You can spot them immediately, and even though it’s happened a lot for the past several decades, you can’t help but avert your eyes at first, because it’s so painful.

I’m talking about the occasional appearance in the Museum of Fond Memories of those who walk among us as The Bookdead.

Their Look is always the same, and they frequently are in the company of book fans.

When the Bookdead person enters the store with the book fan, two things happen simultaneously. The book fan rushes to a favorite category and is lost to view in an instant. The Bookdead person stands in the middle of the aisle, as far away from each bookcase as the body can possibly be, and stares blankly ahead, stares at nothing in particular, stares at the brown wood between the books.

For years, I took as my personal goal the task of proselytizing, trying to show the Bookdead something that would be of interest, something that would spark a light in the eye, a rush of enthusiasm to the brain.

I seldom do that anymore, because it seems more productive to assist the book fan in the quest, the Bookdead being not the least bit interested in learning anything new, not excited at the prospect of having a eureka! experience.
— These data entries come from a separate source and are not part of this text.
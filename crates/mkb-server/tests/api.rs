#![allow(missing_docs)]

use axum::body::{to_bytes, Body};
use axum::http::{Request, StatusCode};
use axum::Router;
use mkb_server::{router, AppState};
use mkb_store::{Category, KnowledgeBase, Metadata, INDEX_FILENAME};
use mkb_tasks::{InMemoryTaskRepository, TaskRepository};
use serde_json::{json, Value};
use std::sync::Arc;
use tempfile::TempDir;
use tower::util::ServiceExt;

struct Fixture {
    _dir: TempDir,
    kb: KnowledgeBase,
    repo: Arc<InMemoryTaskRepository>,
    app: Router,
}

fn fixture() -> Fixture {
    let dir = TempDir::new().unwrap();
    let kb = KnowledgeBase::open(dir.path().join("knowledge_base")).unwrap();
    let repo = Arc::new(InMemoryTaskRepository::new());
    let state = AppState::new(kb.clone(), Arc::clone(&repo) as Arc<dyn TaskRepository>);
    Fixture {
        _dir: dir,
        kb,
        repo,
        app: router(state),
    }
}

async fn get(app: &Router, uri: &str) -> (StatusCode, Value) {
    let response = app
        .clone()
        .oneshot(Request::builder().uri(uri).body(Body::empty()).unwrap())
        .await
        .unwrap();
    let status = response.status();
    let bytes = to_bytes(response.into_body(), usize::MAX).await.unwrap();
    let body = serde_json::from_slice(&bytes).unwrap_or(Value::Null);
    (status, body)
}

async fn send_json(app: &Router, method: &str, uri: &str, body: Value) -> (StatusCode, Value) {
    let response = app
        .clone()
        .oneshot(
            Request::builder()
                .method(method)
                .uri(uri)
                .header("content-type", "application/json")
                .body(Body::from(body.to_string()))
                .unwrap(),
        )
        .await
        .unwrap();
    let status = response.status();
    let bytes = to_bytes(response.into_body(), usize::MAX).await.unwrap();
    let body = serde_json::from_slice(&bytes).unwrap_or(Value::Null);
    (status, body)
}

async fn send_empty(app: &Router, method: &str, uri: &str) -> (StatusCode, Value) {
    let response = app
        .clone()
        .oneshot(
            Request::builder()
                .method(method)
                .uri(uri)
                .body(Body::empty())
                .unwrap(),
        )
        .await
        .unwrap();
    let status = response.status();
    let bytes = to_bytes(response.into_body(), usize::MAX).await.unwrap();
    let body = serde_json::from_slice(&bytes).unwrap_or(Value::Null);
    (status, body)
}

#[tokio::test]
async fn stats_reports_seeded_documents() {
    let f = fixture();
    f.kb.add_document(Category::Midnight, "Dust", "dust notes", Metadata::new())
        .unwrap();
    f.kb.add_document(Category::Cardano, "Plutus", "plutus notes", Metadata::new())
        .unwrap();

    let (status, body) = get(&f.app, "/api/stats").await;
    assert_eq!(status, StatusCode::OK);
    assert_eq!(body["total_documents"], 2);
    assert_eq!(body["categories"]["midnight"]["count"], 1);
}

#[tokio::test]
async fn recent_rejects_unknown_category() {
    let f = fixture();
    let (status, body) = get(&f.app, "/api/recent?category=defi").await;
    assert_eq!(status, StatusCode::BAD_REQUEST);
    assert!(body["error"].as_str().unwrap().contains("defi"));
}

#[tokio::test]
async fn search_without_query_is_empty() {
    let f = fixture();
    f.kb.add_document(Category::Research, "Anything", "text", Metadata::new())
        .unwrap();

    let (status, body) = get(&f.app, "/api/search").await;
    assert_eq!(status, StatusCode::OK);
    assert_eq!(body, json!([]));
}

#[tokio::test]
async fn search_matches_case_insensitively_with_preview() {
    let f = fixture();
    f.kb.add_document(
        Category::Midnight,
        "Privacy",
        "The DUST token pays fees.",
        Metadata::new(),
    )
    .unwrap();

    let (status, body) = get(&f.app, "/api/search?q=dust").await;
    assert_eq!(status, StatusCode::OK);
    let hits = body.as_array().unwrap();
    assert_eq!(hits.len(), 1);
    assert!(hits[0]["preview"].as_str().unwrap().contains("DUST"));
}

#[tokio::test]
async fn document_view_returns_content_and_html() {
    let f = fixture();
    let rel = f
        .kb
        .add_document(Category::Zkproofs, "Halo", "## Circuits\n\nok", Metadata::new())
        .unwrap();

    let uri = format!("/api/document/{}", rel.display());
    let (status, body) = get(&f.app, &uri).await;
    assert_eq!(status, StatusCode::OK);
    assert!(body["content"].as_str().unwrap().contains("# Halo"));
    assert!(body["html"].as_str().unwrap().contains("<h2>Circuits</h2>"));
}

#[tokio::test]
async fn missing_document_is_404() {
    let f = fixture();
    let (status, body) = get(&f.app, "/api/document/midnight/absent.md").await;
    assert_eq!(status, StatusCode::NOT_FOUND);
    assert!(body["error"].is_string());
}

#[tokio::test]
async fn traversal_is_404() {
    let f = fixture();
    let (status, _) = get(&f.app, "/api/document/..%2Fsecrets.md").await;
    assert_eq!(status, StatusCode::NOT_FOUND);
}

#[tokio::test]
async fn delete_document_regenerates_index() {
    let f = fixture();
    let rel = f
        .kb
        .add_document(Category::Research, "Temp", "to be removed", Metadata::new())
        .unwrap();

    let uri = format!("/api/document/{}", rel.display());
    let (status, _) = send_empty(&f.app, "DELETE", &uri).await;
    assert_eq!(status, StatusCode::OK);

    let index = f
        .kb
        .get_document(std::path::Path::new(INDEX_FILENAME))
        .unwrap();
    assert!(index.contains("**Total Documents: 0**"));
}

#[tokio::test]
async fn bulk_delete_reports_each_path() {
    let f = fixture();
    let rel = f
        .kb
        .add_document(Category::Cardano, "Keep Count", "x", Metadata::new())
        .unwrap();

    let (status, body) = send_json(
        &f.app,
        "POST",
        "/api/documents/bulk-delete",
        json!({ "paths": [rel.display().to_string(), "../outside.md"] }),
    )
    .await;
    assert_eq!(status, StatusCode::OK);
    let results = body.as_array().unwrap();
    assert_eq!(results[0]["deleted"], true);
    assert_eq!(results[1]["deleted"], false);
}

#[tokio::test]
async fn cleanup_requires_confirmation() {
    let f = fixture();
    f.kb.add_document(
        Category::Midnight,
        "Documentation (Error)",
        "failed run",
        Metadata::new(),
    )
    .unwrap();

    let (status, _) = send_json(&f.app, "POST", "/api/documents/cleanup", json!({})).await;
    assert_eq!(status, StatusCode::BAD_REQUEST);

    let (status, body) = send_json(
        &f.app,
        "POST",
        "/api/documents/cleanup",
        json!({ "confirm": true }),
    )
    .await;
    assert_eq!(status, StatusCode::OK);
    assert_eq!(body["deleted"], 1);
    assert!(f.kb.find_error_documents().unwrap().is_empty());
}

#[tokio::test]
async fn task_creation_validates_topic() {
    let f = fixture();
    let (status, body) =
        send_json(&f.app, "POST", "/api/tasks", json!({ "topic": "   " })).await;
    assert_eq!(status, StatusCode::BAD_REQUEST);
    assert!(body["error"].is_string());
}

#[tokio::test]
async fn task_lifecycle_over_http() {
    let f = fixture();
    let (status, task) = send_json(
        &f.app,
        "POST",
        "/api/tasks",
        json!({ "topic": "Midnight governance", "context": "voting" }),
    )
    .await;
    assert_eq!(status, StatusCode::CREATED);
    assert_eq!(task["status"], "pending");
    let id = task["id"].as_str().unwrap().to_string();

    let (status, approved) =
        send_empty(&f.app, "POST", &format!("/api/tasks/{id}/approve")).await;
    assert_eq!(status, StatusCode::OK);
    assert_eq!(approved["status"], "approved");

    // Already approved: deny is now illegal.
    let (status, _) = send_empty(&f.app, "POST", &format!("/api/tasks/{id}/deny")).await;
    assert_eq!(status, StatusCode::CONFLICT);

    let (status, list) = get(&f.app, "/api/tasks").await;
    assert_eq!(status, StatusCode::OK);
    assert_eq!(list.as_array().unwrap().len(), 1);

    let (status, _) = send_empty(&f.app, "DELETE", &format!("/api/tasks/{id}")).await;
    assert_eq!(status, StatusCode::OK);
    assert!(f.repo.all().await.is_empty());
}

#[tokio::test]
async fn unknown_task_id_is_404() {
    let f = fixture();
    let (status, _) = send_empty(
        &f.app,
        "POST",
        "/api/tasks/01ARZ3NDEKTSV4RRFFQ69G5FAV/approve",
    )
    .await;
    assert_eq!(status, StatusCode::NOT_FOUND);

    let (status, _) = send_empty(&f.app, "POST", "/api/tasks/not-a-ulid/approve").await;
    assert_eq!(status, StatusCode::NOT_FOUND);
}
By the time the Bookdead arrive at our doors, they are long gone away, taken from us by the regional pride of having never voluntarily read a book, or spirited away by palm-sized electronic devices, comfortable in the fact that books are somehow effete or geeky or sissy or nerdy or a sure sign that there’s something wrong with you.

I still dream of a day when the unexposed will suddenly shout with joy over the discovery of written words that can entice and excite and stimulate and make more bearable the activities of daily living.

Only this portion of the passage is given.